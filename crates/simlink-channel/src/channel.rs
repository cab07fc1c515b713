use std::fmt;
use std::fs::File;
use std::io::{Read, Write};
use std::os::fd::{AsFd, AsRawFd, BorrowedFd, FromRawFd, OwnedFd, RawFd};

use tracing::debug;

use crate::error::{ChannelError, Result};

/// The role a channel plays between the bridge and the firmware.
#[derive(Debug, Clone, Copy, PartialEq, Eq, Hash)]
pub enum ChannelKind {
    /// Framebuffer updates, firmware → bridge.
    DisplayIn,
    /// LED status bytes, firmware → bridge.
    LedIn,
    /// Device key codes, bridge → firmware.
    KeyOut,
    /// Opaque bare-metal passthrough requests, firmware → bridge.
    PassthroughIn,
}

impl ChannelKind {
    /// Human-readable name for diagnostics.
    pub fn name(self) -> &'static str {
        match self {
            ChannelKind::DisplayIn => "display-in",
            ChannelKind::LedIn => "led-in",
            ChannelKind::KeyOut => "key-out",
            ChannelKind::PassthroughIn => "passthrough-in",
        }
    }

    /// Returns true if the bridge reads from this channel.
    pub fn is_input(self) -> bool {
        !matches!(self, ChannelKind::KeyOut)
    }
}

impl fmt::Display for ChannelKind {
    fn fmt(&self, f: &mut fmt::Formatter<'_>) -> fmt::Result {
        f.write_str(self.name())
    }
}

/// Both ends of an anonymous pipe. Close-on-exec is set on both.
#[derive(Debug)]
pub struct Pipe {
    pub read: OwnedFd,
    pub write: OwnedFd,
}

/// Create an anonymous pipe with close-on-exec set on both ends.
///
/// Ends that must survive into a child process are made inheritable there
/// with [`clear_cloexec`], so nothing leaks into unrelated children.
pub fn pipe() -> Result<Pipe> {
    let mut fds = [0 as libc::c_int; 2];

    #[cfg(any(target_os = "linux", target_os = "android", target_os = "freebsd"))]
    // SAFETY: `fds` is a valid, writable array of two descriptors.
    let rc = unsafe { libc::pipe2(fds.as_mut_ptr(), libc::O_CLOEXEC) };
    #[cfg(not(any(target_os = "linux", target_os = "android", target_os = "freebsd")))]
    // SAFETY: `fds` is a valid, writable array of two descriptors.
    let rc = unsafe { libc::pipe(fds.as_mut_ptr()) };

    if rc != 0 {
        return Err(ChannelError::Pipe(std::io::Error::last_os_error()));
    }

    // SAFETY: both descriptors were just returned by the kernel and nothing
    // else owns them.
    let (read, write) = unsafe { (OwnedFd::from_raw_fd(fds[0]), OwnedFd::from_raw_fd(fds[1])) };

    #[cfg(not(any(target_os = "linux", target_os = "android", target_os = "freebsd")))]
    {
        set_fd_flags(read.as_raw_fd(), libc::FD_CLOEXEC, true).map_err(ChannelError::Pipe)?;
        set_fd_flags(write.as_raw_fd(), libc::FD_CLOEXEC, true).map_err(ChannelError::Pipe)?;
    }

    debug!(read = fds[0], write = fds[1], "created pipe");
    Ok(Pipe { read, write })
}

/// Clear close-on-exec on `fd` so it is inherited across `exec`.
///
/// Only calls `fcntl`, so it is safe to use between `fork` and `exec`.
pub fn clear_cloexec(fd: RawFd) -> std::io::Result<()> {
    set_fd_flags(fd, libc::FD_CLOEXEC, false)
}

fn set_fd_flags(fd: RawFd, flag: libc::c_int, on: bool) -> std::io::Result<()> {
    // SAFETY: F_GETFD/F_SETFD only read and write descriptor flags.
    unsafe {
        let flags = libc::fcntl(fd, libc::F_GETFD);
        if flags < 0 {
            return Err(std::io::Error::last_os_error());
        }
        let updated = if on { flags | flag } else { flags & !flag };
        if updated != flags && libc::fcntl(fd, libc::F_SETFD, updated) < 0 {
            return Err(std::io::Error::last_os_error());
        }
    }
    Ok(())
}

/// An owned byte-stream endpoint.
///
/// The descriptor is closed when the channel is dropped.
pub struct Channel {
    kind: ChannelKind,
    file: File,
}

impl Channel {
    /// Wrap an owned descriptor as a channel of the given kind.
    pub fn new(kind: ChannelKind, fd: OwnedFd) -> Self {
        Self {
            kind,
            file: File::from(fd),
        }
    }

    /// Take ownership of a descriptor inherited from the parent process.
    ///
    /// Fails if `fd` is not an open descriptor.
    ///
    /// # Safety
    ///
    /// `fd` must not be owned by anything else in this process; it is closed
    /// when the channel is dropped.
    pub unsafe fn from_inherited(kind: ChannelKind, fd: RawFd) -> Result<Self> {
        if libc::fcntl(fd, libc::F_GETFD) < 0 {
            return Err(ChannelError::Invalid(kind));
        }
        Ok(Self::new(kind, OwnedFd::from_raw_fd(fd)))
    }

    /// The role of this channel.
    pub fn kind(&self) -> ChannelKind {
        self.kind
    }

    /// Switch the descriptor between blocking and non-blocking mode.
    pub fn set_nonblocking(&self, nonblocking: bool) -> Result<()> {
        let fd = self.file.as_raw_fd();
        let err = |source| ChannelError::NonBlocking {
            kind: self.kind,
            source,
        };

        // SAFETY: F_GETFL/F_SETFL only read and write status flags of an
        // open descriptor owned by this channel.
        unsafe {
            let flags = libc::fcntl(fd, libc::F_GETFL);
            if flags < 0 {
                return Err(err(std::io::Error::last_os_error()));
            }
            let updated = if nonblocking {
                flags | libc::O_NONBLOCK
            } else {
                flags & !libc::O_NONBLOCK
            };
            if updated != flags && libc::fcntl(fd, libc::F_SETFL, updated) < 0 {
                return Err(err(std::io::Error::last_os_error()));
            }
        }
        Ok(())
    }

    /// Whether the descriptor is currently in non-blocking mode.
    pub fn is_nonblocking(&self) -> Result<bool> {
        // SAFETY: F_GETFL only reads status flags.
        let flags = unsafe { libc::fcntl(self.file.as_raw_fd(), libc::F_GETFL) };
        if flags < 0 {
            return Err(ChannelError::Io(std::io::Error::last_os_error()));
        }
        Ok(flags & libc::O_NONBLOCK != 0)
    }
}

impl Read for Channel {
    fn read(&mut self, buf: &mut [u8]) -> std::io::Result<usize> {
        self.file.read(buf)
    }
}

impl Write for Channel {
    fn write(&mut self, buf: &[u8]) -> std::io::Result<usize> {
        self.file.write(buf)
    }

    fn flush(&mut self) -> std::io::Result<()> {
        self.file.flush()
    }
}

impl AsFd for Channel {
    fn as_fd(&self) -> BorrowedFd<'_> {
        self.file.as_fd()
    }
}

impl AsRawFd for Channel {
    fn as_raw_fd(&self) -> RawFd {
        self.file.as_raw_fd()
    }
}

impl fmt::Debug for Channel {
    fn fmt(&self, f: &mut fmt::Formatter<'_>) -> fmt::Result {
        f.debug_struct("Channel")
            .field("kind", &self.kind.name())
            .field("fd", &self.file.as_raw_fd())
            .finish()
    }
}
//! Error handling for the Warehouse Management Platform
//!
//! Provides consistent error responses in English and Spanish

use axum::{
    http::StatusCode,
    response::{IntoResponse, Response},
    Json,
};
use serde::Serialize;
use shared::{stock::StockError, ProductUsage};
use thiserror::Error;

/// Application error types
#[derive(Error, Debug)]
pub enum AppError {
    // Authentication errors
    #[error("Invalid credentials")]
    InvalidCredentials,

    #[error("Token expired")]
    TokenExpired,

    #[error("Invalid token")]
    InvalidToken,

    #[error("Insufficient permissions")]
    InsufficientPermissions,

    #[error("Unauthorized: {message}")]
    Unauthorized {
        message: String,
        message_es: String,
    },

    // Validation errors
    #[error("Validation error: {message}")]
    Validation {
        field: String,
        message: String,
        message_es: String,
    },

    #[error("Validation error: {0}")]
    ValidationError(String),

    #[error("Duplicate entry: {0}")]
    DuplicateEntry(String),

    #[error("Conflict: {message}")]
    Conflict {
        resource: String,
        message: String,
        message_es: String,
    },

    #[error("Resource not found: {0}")]
    NotFound(String),

    // Business logic errors
    #[error("Setup already completed")]
    SetupCompleted,

    #[error("Product {product_id} is still referenced")]
    ProductInUse {
        product_id: i64,
        usage: ProductUsage,
    },

    #[error("Stock error: {0}")]
    Stock(#[from] StockError),

    // Storage and rendering errors
    #[error("Upload error: {0}")]
    Upload(String),

    #[error("Storage error: {0}")]
    StorageError(String),

    #[error("Report error: {0}")]
    Report(String),

    // Database errors
    #[error("Database error: {0}")]
    DatabaseError(#[from] sqlx::Error),

    // Internal errors
    #[error("Internal server error: {0}")]
    Internal(String),

    #[error("Internal server error")]
    InternalError(#[from] anyhow::Error),
}

impl AppError {
    /// Shorthand for a field validation failure
    pub fn validation(field: impl Into<String>, message: impl Into<String>, message_es: impl Into<String>) -> Self {
        AppError::Validation {
            field: field.into(),
            message: message.into(),
            message_es: message_es.into(),
        }
    }
}

impl From<validator::ValidationErrors> for AppError {
    fn from(errors: validator::ValidationErrors) -> Self {
        let field = errors
            .field_errors()
            .keys()
            .next()
            .map(|k| k.to_string())
            .unwrap_or_default();
        AppError::Validation {
            message: format!("Invalid value for {}", field),
            message_es: format!("Valor no válido para {}", field),
            field,
        }
    }
}

/// Error response structure
#[derive(Serialize)]
pub struct ErrorResponse {
    pub error: ErrorDetail,
}

#[derive(Serialize)]
pub struct ErrorDetail {
    pub code: String,
    pub message_en: String,
    pub message_es: String,
    #[serde(skip_serializing_if = "Option::is_none")]
    pub field: Option<String>,
    #[serde(skip_serializing_if = "Option::is_none")]
    pub details: Option<serde_json::Value>,
}

impl ErrorDetail {
    pub fn new(code: &str, message_en: impl Into<String>, message_es: impl Into<String>) -> Self {
        Self {
            code: code.to_string(),
            message_en: message_en.into(),
            message_es: message_es.into(),
            field: None,
            details: None,
        }
    }

    fn with_field(mut self, field: impl Into<String>) -> Self {
        self.field = Some(field.into());
        self
    }

    fn with_details(mut self, details: serde_json::Value) -> Self {
        self.details = Some(details);
        self
    }
}

fn stock_error_detail(err: &StockError) -> ErrorDetail {
    let message_es = match err {
        StockError::InvalidQuantity { line, quantity } => {
            format!("Línea {}: la cantidad {} no es válida", line, quantity)
        }
        StockError::DuplicateEntry { line, entry_id } => {
            format!("Línea {}: el registro {} aparece más de una vez", line, entry_id)
        }
        StockError::NegativeStock { line, product_id, resulting } => format!(
            "Línea {}: el stock del producto {} quedaría en {}",
            line, product_id, resulting
        ),
        StockError::InsufficientStock { line, product_id, available, requested } => format!(
            "Línea {}: stock insuficiente del producto {} (disponible {}, solicitado {})",
            line, product_id, available, requested
        ),
        StockError::RemovalWouldGoNegative { entry_id, product_id, resulting } => format!(
            "Eliminar el registro {} dejaría el producto {} en {}",
            entry_id, product_id, resulting
        ),
        StockError::UnknownProduct { product_id } => {
            format!("Producto {} no encontrado", product_id)
        }
        StockError::Overflow { product_id } => {
            format!("El stock del producto {} excede el máximo permitido", product_id)
        }
    };

    let detail = ErrorDetail::new("STOCK_CONFLICT", err.to_string(), message_es);
    match err.line() {
        Some(line) => detail
            .with_field(format!("items[{}]", line))
            .with_details(serde_json::json!({ "line": line })),
        None => detail,
    }
}

impl IntoResponse for AppError {
    fn into_response(self) -> Response {
        let (status, error_detail) = match &self {
            AppError::InvalidCredentials => (
                StatusCode::UNAUTHORIZED,
                ErrorDetail::new(
                    "INVALID_CREDENTIALS",
                    "Invalid username or password",
                    "Usuario o contraseña incorrectos",
                ),
            ),
            AppError::TokenExpired => (
                StatusCode::UNAUTHORIZED,
                ErrorDetail::new("TOKEN_EXPIRED", "Token has expired", "La sesión ha expirado"),
            ),
            AppError::InvalidToken => (
                StatusCode::UNAUTHORIZED,
                ErrorDetail::new("INVALID_TOKEN", "Invalid token", "Token no válido"),
            ),
            AppError::InsufficientPermissions => (
                StatusCode::FORBIDDEN,
                ErrorDetail::new(
                    "INSUFFICIENT_PERMISSIONS",
                    "You do not have permission to perform this action",
                    "Acceso restringido a administradores",
                ),
            ),
            AppError::Unauthorized { message, message_es } => (
                StatusCode::UNAUTHORIZED,
                ErrorDetail::new("UNAUTHORIZED", message.clone(), message_es.clone()),
            ),
            AppError::Validation { field, message, message_es } => (
                StatusCode::BAD_REQUEST,
                ErrorDetail::new("VALIDATION_ERROR", message.clone(), message_es.clone())
                    .with_field(field.clone()),
            ),
            AppError::ValidationError(msg) => (
                StatusCode::BAD_REQUEST,
                ErrorDetail::new(
                    "VALIDATION_ERROR",
                    msg.clone(),
                    format!("Datos no válidos: {}", msg),
                ),
            ),
            AppError::DuplicateEntry(field) => (
                StatusCode::CONFLICT,
                ErrorDetail::new(
                    "DUPLICATE_ENTRY",
                    format!("A record with this {} already exists", field),
                    format!("Ya existe un registro con este valor de {}", field),
                )
                .with_field(field.clone()),
            ),
            AppError::Conflict { resource, message, message_es } => (
                StatusCode::CONFLICT,
                ErrorDetail::new("CONFLICT", message.clone(), message_es.clone())
                    .with_field(resource.clone()),
            ),
            AppError::NotFound(resource) => (
                StatusCode::NOT_FOUND,
                ErrorDetail::new(
                    "NOT_FOUND",
                    format!("{} not found", resource),
                    format!("{} no encontrado", resource),
                ),
            ),
            AppError::SetupCompleted => (
                StatusCode::CONFLICT,
                ErrorDetail::new(
                    "SETUP_COMPLETED",
                    "An administrator already exists",
                    "Ya existe un administrador",
                ),
            ),
            AppError::ProductInUse { product_id, usage } => (
                StatusCode::CONFLICT,
                ErrorDetail::new(
                    "PRODUCT_IN_USE",
                    format!("Product {} has {} references", product_id, usage.total),
                    format!(
                        "El producto tiene {} referencias. Elimínelas o fusione el producto antes de borrarlo",
                        usage.total
                    ),
                )
                .with_details(serde_json::to_value(usage).unwrap_or_default()),
            ),
            AppError::Stock(err) => (StatusCode::UNPROCESSABLE_ENTITY, stock_error_detail(err)),
            AppError::Upload(msg) => (
                StatusCode::BAD_REQUEST,
                ErrorDetail::new(
                    "UPLOAD_ERROR",
                    msg.clone(),
                    format!("Error al subir el archivo: {}", msg),
                ),
            ),
            AppError::StorageError(msg) => (
                StatusCode::SERVICE_UNAVAILABLE,
                ErrorDetail::new(
                    "STORAGE_ERROR",
                    format!("Storage error: {}", msg),
                    format!("Error de almacenamiento: {}", msg),
                ),
            ),
            AppError::Report(msg) => (
                StatusCode::INTERNAL_SERVER_ERROR,
                ErrorDetail::new(
                    "REPORT_ERROR",
                    format!("Could not render report: {}", msg),
                    "No se pudo generar el informe",
                ),
            ),
            AppError::DatabaseError(sqlx::Error::Database(db))
                if db.is_unique_violation() || db.is_foreign_key_violation() =>
            {
                (
                    StatusCode::CONFLICT,
                    ErrorDetail::new(
                        "CONFLICT",
                        "The record conflicts with existing data",
                        "El registro entra en conflicto con datos existentes",
                    ),
                )
            }
            AppError::DatabaseError(_) => (
                StatusCode::INTERNAL_SERVER_ERROR,
                ErrorDetail::new(
                    "DATABASE_ERROR",
                    "A database error occurred",
                    "Ocurrió un error en la base de datos",
                ),
            ),
            AppError::Internal(msg) => (
                StatusCode::INTERNAL_SERVER_ERROR,
                ErrorDetail::new("INTERNAL_ERROR", msg.clone(), "Error interno del servidor"),
            ),
            AppError::InternalError(_) => (
                StatusCode::INTERNAL_SERVER_ERROR,
                ErrorDetail::new(
                    "INTERNAL_ERROR",
                    "An internal server error occurred",
                    "Error interno del servidor",
                ),
            ),
        };

        // Log the error for debugging
        if status.is_server_error() {
            tracing::error!("Error: {:?}", self);
        } else {
            tracing::debug!("Request rejected: {}", self);
        }

        (status, Json(ErrorResponse { error: error_detail })).into_response()
    }
}

/// Result type alias for handlers
pub type AppResult<T> = Result<T, AppError>;

#[cfg(test)]
mod tests {
    use super::*;

    #[test]
    fn test_stock_error_maps_to_unprocessable() {
        let err = AppError::from(StockError::NegativeStock {
            line: 2,
            product_id: 7,
            resulting: -3,
        });
        let response = err.into_response();
        assert_eq!(response.status(), StatusCode::UNPROCESSABLE_ENTITY);
    }

    #[test]
    fn test_stock_error_detail_carries_line() {
        let detail = stock_error_detail(&StockError::InsufficientStock {
            line: 3,
            product_id: 1,
            available: 2,
            requested: 5,
        });
        assert_eq!(detail.field.as_deref(), Some("items[3]"));
        assert_eq!(detail.details, Some(serde_json::json!({ "line": 3 })));
    }

    #[test]
    fn test_product_in_use_is_conflict() {
        let err = AppError::ProductInUse {
            product_id: 4,
            usage: ProductUsage::new(1, 2, 0),
        };
        assert_eq!(err.into_response().status(), StatusCode::CONFLICT);
    }

    #[test]
    fn test_not_found_status() {
        let response = AppError::NotFound("Product".to_string()).into_response();
        assert_eq!(response.status(), StatusCode::NOT_FOUND);
    }
}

[EXERCISE AIM]
Copy verbatim, from the listing above, each line from the one containing "pub struct Pipe" down to the one containing "let flags = libc::fcntl(fd, libc::F_GETFD);", inclusive.

[PROBLEM SOLUTION]
pub struct Pipe {
    pub read: OwnedFd,
    pub write: OwnedFd,
}

/// Create an anonymous pipe with close-on-exec set on both ends.
///
/// Ends that must survive into a child process are made inheritable there
/// with [`clear_cloexec`], so nothing leaks into unrelated children.
pub fn pipe() -> Result<Pipe> {
    let mut fds = [0 as libc::c_int; 2];

    #[cfg(any(target_os = "linux", target_os = "android", target_os = "freebsd"))]
    // SAFETY: `fds` is a valid, writable array of two descriptors.
    let rc = unsafe { libc::pipe2(fds.as_mut_ptr(), libc::O_CLOEXEC) };
    #[cfg(not(any(target_os = "linux", target_os = "android", target_os = "freebsd")))]
    // SAFETY: `fds` is a valid, writable array of two descriptors.
    let rc = unsafe { libc::pipe(fds.as_mut_ptr()) };

    if rc != 0 {
        return Err(ChannelError::Pipe(std::io::Error::last_os_error()));
    }

    // SAFETY: both descriptors were just returned by the kernel and nothing
    // else owns them.
    let (read, write) = unsafe { (OwnedFd::from_raw_fd(fds[0]), OwnedFd::from_raw_fd(fds[1])) };

    #[cfg(not(any(target_os = "linux", target_os = "android", target_os = "freebsd")))]
    {
        set_fd_flags(read.as_raw_fd(), libc::FD_CLOEXEC, true).map_err(ChannelError::Pipe)?;
        set_fd_flags(write.as_raw_fd(), libc::FD_CLOEXEC, true).map_err(ChannelError::Pipe)?;
    }

    debug!(read = fds[0], write = fds[1], "created pipe");
    Ok(Pipe { read, write })
}

/// Clear close-on-exec on `fd` so it is inherited across `exec`.
///
/// Only calls `fcntl`, so it is safe to use between `fork` and `exec`.
pub fn clear_cloexec(fd: RawFd) -> std::io::Result<()> {
    set_fd_flags(fd, libc::FD_CLOEXEC, false)
}

fn set_fd_flags(fd: RawFd, flag: libc::c_int, on: bool) -> std::io::Result<()> {
    // SAFETY: F_GETFD/F_SETFD only read and write descriptor flags.
    unsafe {
        let flags = libc::fcntl(fd, libc::F_GETFD);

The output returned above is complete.